▶ **EXCERPTED RECORDS**:
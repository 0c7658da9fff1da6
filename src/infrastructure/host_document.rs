//! Seam over the ambient host page.
//!
//! The overlay never owns the document it decorates: reads are best-effort
//! lookups against whatever the host serves, and the only mutations are the
//! two idempotent inserts the widget needs. Authoritative mount state lives
//! in the document itself (fixed element identities), never in memory, so a
//! stale in-flight result against a torn-down page is a natural no-op.

use scraper::{ElementRef, Html, Selector};

/// Load state reported by the host document.
#[derive(Debug, Clone, Copy, PartialEq, Eq)]
pub enum ReadyState {
    Loading,
    Complete,
}

/// Access to the host page: reads plus the two mutations the overlay
/// performs.
pub trait HostDocument {
    fn ready_state(&self) -> ReadyState;

    /// The document cookie string, `name=value` pairs separated by `; `.
    fn cookies(&self) -> String;

    /// Attribute value of the element with the given id, if both exist.
    fn element_attribute(&self, element_id: &str, attribute: &str) -> Option<String>;

    /// Whether any element with the given id exists.
    fn has_element(&self, element_id: &str) -> bool;

    /// Insert `html` as the immediately preceding sibling of the element
    /// with `anchor_id`, registering the new node under `element_id`.
    /// Returns false when the anchor is absent (nothing inserted).
    fn insert_before(&mut self, anchor_id: &str, element_id: &str, html: &str) -> bool;

    /// Append a style block to the document head under `element_id`.
    fn append_head_style(&mut self, element_id: &str, css: &str);
}

/// Fragment recorded by [`StaticDocument::insert_before`].
#[derive(Debug, Clone, PartialEq, Eq)]
pub struct InsertedFragment {
    pub anchor_id: String,
    pub element_id: String,
    pub html: String,
}

/// In-memory document over a parsed HTML snapshot.
///
/// Reads go against the snapshot; mutations are recorded so element
/// existence reflects them. Serves tests and embedding hosts that hand the
/// overlay a static copy of the page.
pub struct StaticDocument {
    html: Html,
    cookies: String,
    ready_state: ReadyState,
    fragments: Vec<InsertedFragment>,
    styles: Vec<(String, String)>,
}

impl StaticDocument {
    pub fn parse(document: &str) -> Self {
        Self {
            html: Html::parse_document(document),
            cookies: String::new(),
            ready_state: ReadyState::Complete,
            fragments: Vec::new(),
            styles: Vec::new(),
        }
    }

    pub fn with_cookies(mut self, cookies: impl Into<String>) -> Self {
        self.cookies = cookies.into();
        self
    }

    pub fn with_ready_state(mut self, ready_state: ReadyState) -> Self {
        self.ready_state = ready_state;
        self
    }

    /// Mark the document as finished loading.
    pub fn finish_loading(&mut self) {
        self.ready_state = ReadyState::Complete;
    }

    /// Fragments inserted so far, in insertion order.
    pub fn inserted_fragments(&self) -> &[InsertedFragment] {
        &self.fragments
    }

    /// Style blocks appended so far, as (element id, css) pairs.
    pub fn appended_styles(&self) -> &[(String, String)] {
        &self.styles
    }

    fn select_by_id(&self, element_id: &str) -> Option<ElementRef<'_>> {
        let selector = Selector::parse(&format!(r#"[id="{element_id}"]"#)).ok()?;
        self.html.select(&selector).next()
    }
}

impl HostDocument for StaticDocument {
    fn ready_state(&self) -> ReadyState {
        self.ready_state
    }

    fn cookies(&self) -> String {
        self.cookies.clone()
    }

    fn element_attribute(&self, element_id: &str, attribute: &str) -> Option<String> {
        self.select_by_id(element_id)
            .and_then(|element| element.value().attr(attribute).map(str::to_string))
    }

    fn has_element(&self, element_id: &str) -> bool {
        self.select_by_id(element_id).is_some()
            || self.fragments.iter().any(|f| f.element_id == element_id)
            || self.styles.iter().any(|(id, _)| id == element_id)
    }

    fn insert_before(&mut self, anchor_id: &str, element_id: &str, html: &str) -> bool {
        if self.select_by_id(anchor_id).is_none() {
            return false;
        }
        self.fragments.push(InsertedFragment {
            anchor_id: anchor_id.to_string(),
            element_id: element_id.to_string(),
            html: html.to_string(),
        });
        true
    }

    fn append_head_style(&mut self, element_id: &str, css: &str) {
        self.styles.push((element_id.to_string(), css.to_string()));
    }
}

▶ **TASK STATEMENT**:
Nothing beyond the lines from the start of the entries through the line with "of the page." should appear. Repeat those lines exactly, both ends included.

▶ **TASK RESPONSE**:
repository 0c7658da9fff1da6
filename src/infrastructure/host_document.rs
//! Seam over the ambient host page.
//!
//! The overlay never owns the document it decorates: reads are best-effort
//! lookups against whatever the host serves, and the only mutations are the
//! two idempotent inserts the widget needs. Authoritative mount state lives
//! in the document itself (fixed element identities), never in memory, so a
//! stale in-flight result against a torn-down page is a natural no-op.

use scraper::{ElementRef, Html, Selector};

/// Load state reported by the host document.
#[derive(Debug, Clone, Copy, PartialEq, Eq)]
pub enum ReadyState {
    Loading,
    Complete,
}

/// Access to the host page: reads plus the two mutations the overlay
/// performs.
pub trait HostDocument {
    fn ready_state(&self) -> ReadyState;

    /// The document cookie string, `name=value` pairs separated by `; `.
    fn cookies(&self) -> String;

    /// Attribute value of the element with the given id, if both exist.
    fn element_attribute(&self, element_id: &str, attribute: &str) -> Option<String>;

    /// Whether any element with the given id exists.
    fn has_element(&self, element_id: &str) -> bool;

    /// Insert `html` as the immediately preceding sibling of the element
    /// with `anchor_id`, registering the new node under `element_id`.
    /// Returns false when the anchor is absent (nothing inserted).
    fn insert_before(&mut self, anchor_id: &str, element_id: &str, html: &str) -> bool;

    /// Append a style block to the document head under `element_id`.
    fn append_head_style(&mut self, element_id: &str, css: &str);
}

/// Fragment recorded by [`StaticDocument::insert_before`].
#[derive(Debug, Clone, PartialEq, Eq)]
pub struct InsertedFragment {
    pub anchor_id: String,
    pub element_id: String,
    pub html: String,
}

/// In-memory document over a parsed HTML snapshot.
///
/// Reads go against the snapshot; mutations are recorded so element
/// existence reflects them. Serves tests and embedding hosts that hand the
/// overlay a static copy of the page.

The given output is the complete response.